Material for the task ::
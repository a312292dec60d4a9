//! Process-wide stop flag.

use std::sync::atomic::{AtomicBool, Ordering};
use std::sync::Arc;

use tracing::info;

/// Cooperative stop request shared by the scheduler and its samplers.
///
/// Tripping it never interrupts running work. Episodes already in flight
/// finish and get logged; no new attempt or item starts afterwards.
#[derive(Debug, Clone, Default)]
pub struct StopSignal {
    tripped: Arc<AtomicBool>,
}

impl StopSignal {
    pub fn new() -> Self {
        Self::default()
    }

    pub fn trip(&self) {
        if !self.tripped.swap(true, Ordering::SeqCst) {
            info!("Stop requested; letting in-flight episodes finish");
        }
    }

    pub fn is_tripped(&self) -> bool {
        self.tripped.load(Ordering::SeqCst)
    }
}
---
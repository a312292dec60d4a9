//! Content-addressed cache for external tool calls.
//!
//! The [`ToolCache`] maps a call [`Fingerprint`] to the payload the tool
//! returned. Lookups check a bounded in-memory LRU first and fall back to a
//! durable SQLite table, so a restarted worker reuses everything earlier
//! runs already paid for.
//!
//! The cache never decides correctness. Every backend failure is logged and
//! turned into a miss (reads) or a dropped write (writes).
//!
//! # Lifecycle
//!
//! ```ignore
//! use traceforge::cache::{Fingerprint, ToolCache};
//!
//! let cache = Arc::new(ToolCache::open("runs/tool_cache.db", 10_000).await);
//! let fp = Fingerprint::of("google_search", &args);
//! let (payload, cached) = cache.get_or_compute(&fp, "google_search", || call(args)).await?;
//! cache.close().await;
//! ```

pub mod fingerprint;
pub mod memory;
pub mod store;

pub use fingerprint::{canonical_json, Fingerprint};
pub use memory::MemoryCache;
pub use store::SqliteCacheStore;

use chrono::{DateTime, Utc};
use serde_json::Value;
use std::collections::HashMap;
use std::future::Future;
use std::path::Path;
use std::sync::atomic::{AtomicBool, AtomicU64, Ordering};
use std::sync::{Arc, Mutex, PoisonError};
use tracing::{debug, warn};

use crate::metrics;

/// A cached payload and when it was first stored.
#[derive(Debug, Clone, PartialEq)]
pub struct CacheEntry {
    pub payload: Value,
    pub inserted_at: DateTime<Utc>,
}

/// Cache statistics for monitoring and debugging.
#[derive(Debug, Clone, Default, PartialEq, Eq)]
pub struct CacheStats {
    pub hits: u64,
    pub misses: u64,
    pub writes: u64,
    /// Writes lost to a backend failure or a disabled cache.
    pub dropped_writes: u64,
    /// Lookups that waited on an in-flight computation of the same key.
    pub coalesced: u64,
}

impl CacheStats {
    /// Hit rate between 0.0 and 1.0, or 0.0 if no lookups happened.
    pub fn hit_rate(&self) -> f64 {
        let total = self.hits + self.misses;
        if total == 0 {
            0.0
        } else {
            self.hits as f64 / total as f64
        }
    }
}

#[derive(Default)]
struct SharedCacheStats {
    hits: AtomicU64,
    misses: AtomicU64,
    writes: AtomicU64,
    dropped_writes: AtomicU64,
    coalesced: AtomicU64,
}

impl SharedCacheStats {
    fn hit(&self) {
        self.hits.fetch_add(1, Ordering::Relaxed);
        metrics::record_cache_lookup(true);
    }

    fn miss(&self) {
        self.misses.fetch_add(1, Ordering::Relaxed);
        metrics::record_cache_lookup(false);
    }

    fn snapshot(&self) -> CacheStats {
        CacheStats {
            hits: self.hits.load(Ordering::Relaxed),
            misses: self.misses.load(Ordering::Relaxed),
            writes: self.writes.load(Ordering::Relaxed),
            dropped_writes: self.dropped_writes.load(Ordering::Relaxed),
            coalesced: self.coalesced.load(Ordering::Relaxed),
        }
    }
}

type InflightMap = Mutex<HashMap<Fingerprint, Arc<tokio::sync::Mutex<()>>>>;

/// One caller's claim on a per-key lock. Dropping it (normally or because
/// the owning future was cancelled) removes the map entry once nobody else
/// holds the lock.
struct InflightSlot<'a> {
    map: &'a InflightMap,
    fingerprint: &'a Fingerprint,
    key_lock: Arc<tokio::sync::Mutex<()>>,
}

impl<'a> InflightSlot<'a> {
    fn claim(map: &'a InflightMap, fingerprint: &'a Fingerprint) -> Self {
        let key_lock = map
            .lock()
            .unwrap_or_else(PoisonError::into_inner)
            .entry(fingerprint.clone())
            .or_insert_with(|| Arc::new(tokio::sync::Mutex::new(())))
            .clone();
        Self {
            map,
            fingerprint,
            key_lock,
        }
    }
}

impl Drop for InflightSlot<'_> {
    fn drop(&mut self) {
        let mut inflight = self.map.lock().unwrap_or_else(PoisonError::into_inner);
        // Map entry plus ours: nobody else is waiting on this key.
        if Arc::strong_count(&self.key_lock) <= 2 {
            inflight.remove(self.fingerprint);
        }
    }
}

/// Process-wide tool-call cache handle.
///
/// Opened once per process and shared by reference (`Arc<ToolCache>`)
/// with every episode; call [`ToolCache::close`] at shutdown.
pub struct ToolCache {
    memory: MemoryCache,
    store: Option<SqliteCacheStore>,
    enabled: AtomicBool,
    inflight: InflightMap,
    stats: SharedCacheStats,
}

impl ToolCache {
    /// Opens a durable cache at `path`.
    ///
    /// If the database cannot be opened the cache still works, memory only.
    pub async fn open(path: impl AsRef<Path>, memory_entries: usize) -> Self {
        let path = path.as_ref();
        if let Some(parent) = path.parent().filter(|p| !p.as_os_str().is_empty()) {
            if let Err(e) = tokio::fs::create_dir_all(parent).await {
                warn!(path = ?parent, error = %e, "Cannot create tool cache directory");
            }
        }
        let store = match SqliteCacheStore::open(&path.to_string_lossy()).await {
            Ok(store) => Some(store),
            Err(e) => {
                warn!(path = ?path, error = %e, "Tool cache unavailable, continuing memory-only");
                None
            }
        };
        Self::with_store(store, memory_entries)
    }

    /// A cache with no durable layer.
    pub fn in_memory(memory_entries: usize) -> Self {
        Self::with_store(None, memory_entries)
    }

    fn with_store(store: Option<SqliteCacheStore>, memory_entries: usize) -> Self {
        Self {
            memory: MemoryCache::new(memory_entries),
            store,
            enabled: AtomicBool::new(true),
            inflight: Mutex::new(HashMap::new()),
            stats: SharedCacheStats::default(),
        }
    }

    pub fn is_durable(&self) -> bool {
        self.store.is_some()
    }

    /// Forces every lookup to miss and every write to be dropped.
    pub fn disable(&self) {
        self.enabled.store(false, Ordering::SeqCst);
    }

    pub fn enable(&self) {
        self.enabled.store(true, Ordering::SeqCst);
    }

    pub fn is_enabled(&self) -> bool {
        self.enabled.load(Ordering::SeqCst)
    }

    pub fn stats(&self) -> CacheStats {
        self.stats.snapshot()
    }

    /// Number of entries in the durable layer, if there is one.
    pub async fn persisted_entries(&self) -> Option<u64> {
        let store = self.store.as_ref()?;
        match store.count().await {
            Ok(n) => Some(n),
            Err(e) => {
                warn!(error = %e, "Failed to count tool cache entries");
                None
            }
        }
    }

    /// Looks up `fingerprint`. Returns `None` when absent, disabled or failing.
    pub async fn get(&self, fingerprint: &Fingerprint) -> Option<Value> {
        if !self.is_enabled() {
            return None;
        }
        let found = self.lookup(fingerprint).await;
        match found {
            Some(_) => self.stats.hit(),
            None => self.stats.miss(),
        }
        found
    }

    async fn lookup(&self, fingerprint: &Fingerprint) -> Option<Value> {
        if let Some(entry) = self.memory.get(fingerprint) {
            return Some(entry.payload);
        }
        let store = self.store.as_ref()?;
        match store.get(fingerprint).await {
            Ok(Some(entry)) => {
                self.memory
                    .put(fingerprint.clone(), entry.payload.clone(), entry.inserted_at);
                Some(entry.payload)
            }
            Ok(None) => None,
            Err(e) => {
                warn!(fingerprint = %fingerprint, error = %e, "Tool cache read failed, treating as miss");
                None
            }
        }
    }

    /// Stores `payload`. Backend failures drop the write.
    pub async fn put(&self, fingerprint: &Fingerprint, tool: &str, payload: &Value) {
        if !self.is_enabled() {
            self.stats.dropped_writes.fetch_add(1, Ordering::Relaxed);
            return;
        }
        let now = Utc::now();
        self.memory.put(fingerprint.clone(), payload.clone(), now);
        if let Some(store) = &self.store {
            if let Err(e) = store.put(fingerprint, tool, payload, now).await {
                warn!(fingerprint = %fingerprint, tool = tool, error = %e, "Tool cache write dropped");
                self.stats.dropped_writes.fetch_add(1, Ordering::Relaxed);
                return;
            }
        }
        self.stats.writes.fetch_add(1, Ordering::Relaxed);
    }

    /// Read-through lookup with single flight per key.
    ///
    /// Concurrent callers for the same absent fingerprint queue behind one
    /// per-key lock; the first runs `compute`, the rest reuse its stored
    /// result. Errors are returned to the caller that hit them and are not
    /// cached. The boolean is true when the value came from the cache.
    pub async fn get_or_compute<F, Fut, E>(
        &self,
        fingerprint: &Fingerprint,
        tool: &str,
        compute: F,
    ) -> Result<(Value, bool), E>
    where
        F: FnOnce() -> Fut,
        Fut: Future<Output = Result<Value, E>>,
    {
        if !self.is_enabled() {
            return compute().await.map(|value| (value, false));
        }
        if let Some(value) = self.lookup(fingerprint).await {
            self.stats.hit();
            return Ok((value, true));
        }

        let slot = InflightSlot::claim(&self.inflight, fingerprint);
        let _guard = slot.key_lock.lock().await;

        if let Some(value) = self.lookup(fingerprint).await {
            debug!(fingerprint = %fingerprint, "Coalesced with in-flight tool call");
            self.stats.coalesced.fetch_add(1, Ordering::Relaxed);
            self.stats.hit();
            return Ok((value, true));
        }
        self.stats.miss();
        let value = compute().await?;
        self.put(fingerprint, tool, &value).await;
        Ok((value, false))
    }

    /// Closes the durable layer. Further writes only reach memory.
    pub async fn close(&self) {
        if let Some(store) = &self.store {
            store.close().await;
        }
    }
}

Work item ::
Report the number of lines in the listing that hold the string "parent", and nothing else.

Task response ::
3